We are looking for an exceptional MLOps Team Lead to own, build, and scale the infrastructure and automation that powers state-of-the-art Large Language Models (LLMs) and AI systems.
This is a technical leadership role that blends hands-on engineering with strategic vision. You will define MLOps best practices, build high-performance ML infrastructure, and lead a world-class team working at the intersection of AI research and production-grade ML systems.
You will work closely with LLM Algorithm Researchers, ML Engineers, and Data Scientists to enable fast, scalable, and reliable ML workflows covering everything from distributed training to real-time inference optimization.
If you have deep technical expertise, thrive in high-scale AI environments, and want to lead the next generation of MLOps, we want to hear from you.
Role and Responsibilities
MLOps Infrastructure & Automation
Architect and maintain scalable, self-service ML pipelines, CI/CD workflows, and orchestration frameworks (Kubeflow, MLflow, Airflow).

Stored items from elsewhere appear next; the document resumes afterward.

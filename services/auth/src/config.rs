use serde::Deserialize;

use aeroride_core::config::Config;

/// Which store backs the issuance rate limiter.
#[derive(Debug, Clone, Copy, PartialEq, Eq, Default, Deserialize)]
#[serde(rename_all = "lowercase")]
pub enum RateLimitBackend {
    /// Per-process `DashMap`; state is lost on restart.
    #[default]
    Memory,
    /// Shared across instances; requires `REDIS_URL`.
    Redis,
}

/// Auth service configuration loaded from environment variables.
#[derive(Clone, Deserialize)]
pub struct AuthConfig {
    /// PostgreSQL connection URL.
    pub database_url: String,
    /// HMAC secret for signing access and refresh tokens.
    pub jwt_secret: String,
    /// Cookie domain attribute (e.g. "aeroride.ng").
    pub cookie_domain: String,
    /// TCP port to listen on. Env var: `AUTH_PORT`.
    #[serde(default = "default_auth_port")]
    pub auth_port: u16,
    /// Resend API key for login-code emails.
    pub resend_api_key: String,
    /// Sender shown on login-code emails.
    #[serde(default = "default_mail_from")]
    pub mail_from: String,
    #[serde(default = "default_resend_base_url")]
    pub resend_base_url: String,
    /// Upper bound on one email API call.
    #[serde(default = "default_mailer_timeout_ms")]
    pub mailer_timeout_ms: u64,
    #[serde(default)]
    pub rate_limit_backend: RateLimitBackend,
    pub redis_url: Option<String>,
    /// Cap on identifiers tracked by the in-memory limiter.
    #[serde(default = "default_rate_limit_max_entries")]
    pub rate_limit_max_entries: usize,
}

impl Config for AuthConfig {}

fn default_auth_port() -> u16 {
    3112
}

fn default_mail_from() -> String {
    "AeroRide <no-reply@aeroride.ng>".to_owned()
}

fn default_resend_base_url() -> String {
    "https://api.resend.com".to_owned()
}

fn default_mailer_timeout_ms() -> u64 {
    5_000
}

fn default_rate_limit_max_entries() -> usize {
    10_000
}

Design high-scale distributed training environments, leveraging multi-GPU/TPU clusters and parallelization strategies.
Optimize ML workflows for speed, scalability, and cost efficiency across cloud (AWS/GCP) and on-prem environments.
Model Deployment & Real-Time Inference
Build ultra-low-latency, high-throughput inference architectures optimized for LLMs at scale.
Implement A/B testing, canary releases, and rollback mechanisms for model deployment.
Develop robust monitoring, logging, and alerting solutions for model performance, drift detection, and reliability.
Cloud & Compute Optimization
Lead the design and scaling of multi-cloud ML infrastructure using Kubernetes, Terraform, and ArgoCD.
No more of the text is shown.